What is needed: In the entries below, find every line with the string "SendEmailResponse" and copy it.

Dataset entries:
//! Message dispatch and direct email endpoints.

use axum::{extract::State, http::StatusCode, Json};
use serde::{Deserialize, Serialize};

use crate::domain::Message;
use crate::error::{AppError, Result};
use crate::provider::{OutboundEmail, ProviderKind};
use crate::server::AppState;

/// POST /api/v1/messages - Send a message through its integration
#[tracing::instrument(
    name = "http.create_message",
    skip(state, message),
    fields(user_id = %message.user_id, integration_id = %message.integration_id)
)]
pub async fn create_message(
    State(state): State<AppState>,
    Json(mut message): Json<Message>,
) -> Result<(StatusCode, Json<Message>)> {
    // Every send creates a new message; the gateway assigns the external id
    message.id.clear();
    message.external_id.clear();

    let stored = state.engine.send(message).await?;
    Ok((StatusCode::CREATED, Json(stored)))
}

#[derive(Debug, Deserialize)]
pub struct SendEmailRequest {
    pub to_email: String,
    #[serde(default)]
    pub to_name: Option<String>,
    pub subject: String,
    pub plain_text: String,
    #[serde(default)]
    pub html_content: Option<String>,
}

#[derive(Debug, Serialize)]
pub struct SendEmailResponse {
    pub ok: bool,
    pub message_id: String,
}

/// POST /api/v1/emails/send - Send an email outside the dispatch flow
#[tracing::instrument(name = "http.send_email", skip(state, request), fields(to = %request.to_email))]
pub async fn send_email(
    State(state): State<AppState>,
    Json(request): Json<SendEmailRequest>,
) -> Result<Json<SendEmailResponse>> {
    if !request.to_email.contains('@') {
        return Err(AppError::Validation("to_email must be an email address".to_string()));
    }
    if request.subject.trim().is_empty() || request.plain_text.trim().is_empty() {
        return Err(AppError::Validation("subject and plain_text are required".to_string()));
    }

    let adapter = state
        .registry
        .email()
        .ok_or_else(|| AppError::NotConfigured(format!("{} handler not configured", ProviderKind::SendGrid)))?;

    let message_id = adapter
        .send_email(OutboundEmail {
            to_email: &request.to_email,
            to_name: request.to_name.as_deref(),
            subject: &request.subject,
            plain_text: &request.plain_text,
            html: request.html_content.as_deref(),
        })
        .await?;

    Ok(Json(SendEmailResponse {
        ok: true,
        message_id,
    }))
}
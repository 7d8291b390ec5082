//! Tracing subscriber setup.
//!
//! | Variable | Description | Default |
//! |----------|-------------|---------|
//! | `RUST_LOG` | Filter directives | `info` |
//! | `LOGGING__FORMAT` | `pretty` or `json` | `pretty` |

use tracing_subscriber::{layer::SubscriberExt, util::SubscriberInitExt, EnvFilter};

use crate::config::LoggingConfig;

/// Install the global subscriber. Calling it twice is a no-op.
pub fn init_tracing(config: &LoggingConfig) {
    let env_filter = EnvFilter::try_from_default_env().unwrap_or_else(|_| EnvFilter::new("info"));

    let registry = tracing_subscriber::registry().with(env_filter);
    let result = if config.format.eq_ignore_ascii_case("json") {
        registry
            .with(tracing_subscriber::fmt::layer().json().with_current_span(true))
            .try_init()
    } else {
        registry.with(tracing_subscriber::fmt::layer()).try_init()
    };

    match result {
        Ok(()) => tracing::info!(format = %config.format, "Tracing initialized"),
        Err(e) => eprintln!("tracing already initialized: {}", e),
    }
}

==

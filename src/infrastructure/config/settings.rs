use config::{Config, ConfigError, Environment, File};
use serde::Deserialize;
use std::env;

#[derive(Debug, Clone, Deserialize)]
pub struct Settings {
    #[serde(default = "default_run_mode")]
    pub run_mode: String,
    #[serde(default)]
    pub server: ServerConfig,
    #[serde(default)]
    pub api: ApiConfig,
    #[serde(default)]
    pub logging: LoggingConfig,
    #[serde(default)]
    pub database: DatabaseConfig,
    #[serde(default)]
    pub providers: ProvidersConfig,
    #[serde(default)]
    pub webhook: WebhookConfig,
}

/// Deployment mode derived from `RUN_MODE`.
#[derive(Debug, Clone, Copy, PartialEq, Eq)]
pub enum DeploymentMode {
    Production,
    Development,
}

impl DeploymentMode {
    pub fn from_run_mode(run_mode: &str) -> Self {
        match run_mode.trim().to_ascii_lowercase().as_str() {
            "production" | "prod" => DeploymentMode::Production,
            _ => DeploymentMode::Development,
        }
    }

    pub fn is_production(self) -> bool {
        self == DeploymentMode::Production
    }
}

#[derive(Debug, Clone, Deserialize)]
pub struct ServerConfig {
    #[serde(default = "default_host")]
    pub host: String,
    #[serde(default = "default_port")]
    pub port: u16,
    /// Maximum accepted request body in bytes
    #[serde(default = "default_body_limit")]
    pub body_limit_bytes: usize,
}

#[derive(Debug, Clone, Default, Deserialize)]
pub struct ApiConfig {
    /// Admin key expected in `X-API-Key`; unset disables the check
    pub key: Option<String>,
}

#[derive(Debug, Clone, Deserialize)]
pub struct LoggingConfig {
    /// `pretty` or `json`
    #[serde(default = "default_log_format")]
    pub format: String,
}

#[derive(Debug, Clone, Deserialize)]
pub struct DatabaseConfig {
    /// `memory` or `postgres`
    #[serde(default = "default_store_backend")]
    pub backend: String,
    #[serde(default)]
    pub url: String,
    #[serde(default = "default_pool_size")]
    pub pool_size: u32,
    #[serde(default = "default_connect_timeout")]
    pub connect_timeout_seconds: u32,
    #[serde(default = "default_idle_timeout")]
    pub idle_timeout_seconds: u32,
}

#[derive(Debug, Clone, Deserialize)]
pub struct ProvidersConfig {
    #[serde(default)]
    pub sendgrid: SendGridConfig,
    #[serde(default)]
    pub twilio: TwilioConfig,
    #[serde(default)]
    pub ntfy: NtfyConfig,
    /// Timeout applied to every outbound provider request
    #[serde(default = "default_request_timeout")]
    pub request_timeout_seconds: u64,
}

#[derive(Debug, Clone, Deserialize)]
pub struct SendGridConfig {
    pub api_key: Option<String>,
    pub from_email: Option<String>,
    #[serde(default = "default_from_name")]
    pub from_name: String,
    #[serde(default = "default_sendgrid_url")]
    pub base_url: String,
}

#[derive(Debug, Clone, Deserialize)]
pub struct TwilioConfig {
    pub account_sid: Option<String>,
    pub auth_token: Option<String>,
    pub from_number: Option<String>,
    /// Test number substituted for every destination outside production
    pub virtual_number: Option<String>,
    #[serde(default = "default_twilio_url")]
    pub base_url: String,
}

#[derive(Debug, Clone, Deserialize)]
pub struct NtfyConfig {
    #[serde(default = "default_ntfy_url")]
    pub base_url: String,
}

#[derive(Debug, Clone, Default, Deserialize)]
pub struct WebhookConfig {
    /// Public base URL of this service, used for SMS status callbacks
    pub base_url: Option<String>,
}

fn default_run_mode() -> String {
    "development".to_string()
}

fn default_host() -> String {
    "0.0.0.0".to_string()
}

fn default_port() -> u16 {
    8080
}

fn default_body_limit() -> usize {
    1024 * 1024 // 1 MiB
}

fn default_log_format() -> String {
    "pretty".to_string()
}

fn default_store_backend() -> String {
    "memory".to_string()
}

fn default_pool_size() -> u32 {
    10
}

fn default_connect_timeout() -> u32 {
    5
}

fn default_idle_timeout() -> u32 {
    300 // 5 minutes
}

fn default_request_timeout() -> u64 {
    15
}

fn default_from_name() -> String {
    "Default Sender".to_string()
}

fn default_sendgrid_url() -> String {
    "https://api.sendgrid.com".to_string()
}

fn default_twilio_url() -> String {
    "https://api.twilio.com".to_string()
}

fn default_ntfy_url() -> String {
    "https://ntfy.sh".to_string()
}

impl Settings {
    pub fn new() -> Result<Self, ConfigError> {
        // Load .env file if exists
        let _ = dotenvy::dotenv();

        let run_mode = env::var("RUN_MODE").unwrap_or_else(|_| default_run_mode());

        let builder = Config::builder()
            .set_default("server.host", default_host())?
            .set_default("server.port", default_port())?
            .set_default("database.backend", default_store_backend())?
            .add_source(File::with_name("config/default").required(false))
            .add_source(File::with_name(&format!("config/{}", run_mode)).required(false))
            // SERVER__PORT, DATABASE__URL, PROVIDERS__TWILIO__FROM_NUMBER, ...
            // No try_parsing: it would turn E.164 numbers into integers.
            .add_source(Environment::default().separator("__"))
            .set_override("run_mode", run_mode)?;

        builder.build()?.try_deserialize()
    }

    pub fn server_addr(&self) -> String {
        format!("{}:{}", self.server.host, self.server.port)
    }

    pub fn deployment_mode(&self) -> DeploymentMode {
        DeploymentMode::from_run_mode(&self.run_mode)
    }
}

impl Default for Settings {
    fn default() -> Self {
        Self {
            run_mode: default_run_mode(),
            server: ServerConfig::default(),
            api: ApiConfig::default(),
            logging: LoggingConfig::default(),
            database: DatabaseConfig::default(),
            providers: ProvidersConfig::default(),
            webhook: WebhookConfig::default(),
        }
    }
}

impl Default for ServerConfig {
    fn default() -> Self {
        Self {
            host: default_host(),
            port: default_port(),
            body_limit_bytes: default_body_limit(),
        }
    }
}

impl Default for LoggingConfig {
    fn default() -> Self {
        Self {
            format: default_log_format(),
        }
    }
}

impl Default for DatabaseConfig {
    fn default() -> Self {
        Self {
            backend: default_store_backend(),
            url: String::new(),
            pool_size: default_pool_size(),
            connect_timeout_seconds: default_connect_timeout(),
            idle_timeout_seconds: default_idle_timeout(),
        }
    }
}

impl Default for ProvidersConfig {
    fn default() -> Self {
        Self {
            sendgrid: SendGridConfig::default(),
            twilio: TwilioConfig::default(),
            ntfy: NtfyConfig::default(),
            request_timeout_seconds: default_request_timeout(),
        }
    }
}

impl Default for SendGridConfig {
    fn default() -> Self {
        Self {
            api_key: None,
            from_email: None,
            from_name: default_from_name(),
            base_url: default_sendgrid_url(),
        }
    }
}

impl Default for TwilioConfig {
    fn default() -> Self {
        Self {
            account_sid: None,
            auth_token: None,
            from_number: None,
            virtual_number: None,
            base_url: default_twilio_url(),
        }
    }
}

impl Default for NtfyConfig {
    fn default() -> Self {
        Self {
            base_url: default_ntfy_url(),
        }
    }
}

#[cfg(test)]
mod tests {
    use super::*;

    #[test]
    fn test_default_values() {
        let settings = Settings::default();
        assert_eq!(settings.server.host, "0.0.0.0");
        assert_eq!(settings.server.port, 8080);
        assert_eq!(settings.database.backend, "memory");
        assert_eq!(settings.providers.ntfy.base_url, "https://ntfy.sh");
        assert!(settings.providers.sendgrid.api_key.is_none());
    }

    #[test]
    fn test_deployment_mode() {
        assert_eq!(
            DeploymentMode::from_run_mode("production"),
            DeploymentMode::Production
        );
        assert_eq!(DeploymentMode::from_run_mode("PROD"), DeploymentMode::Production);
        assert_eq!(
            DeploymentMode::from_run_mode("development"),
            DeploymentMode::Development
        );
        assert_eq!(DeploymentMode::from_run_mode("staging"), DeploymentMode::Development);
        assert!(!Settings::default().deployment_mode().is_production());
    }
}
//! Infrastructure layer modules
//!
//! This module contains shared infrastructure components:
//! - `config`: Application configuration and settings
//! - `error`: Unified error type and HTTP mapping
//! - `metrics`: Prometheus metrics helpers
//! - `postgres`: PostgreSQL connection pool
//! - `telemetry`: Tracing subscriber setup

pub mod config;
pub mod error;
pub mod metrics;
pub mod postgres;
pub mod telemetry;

Exercise response:
pub struct SendEmailResponse {
) -> Result<Json<SendEmailResponse>> {
    Ok(Json(SendEmailResponse {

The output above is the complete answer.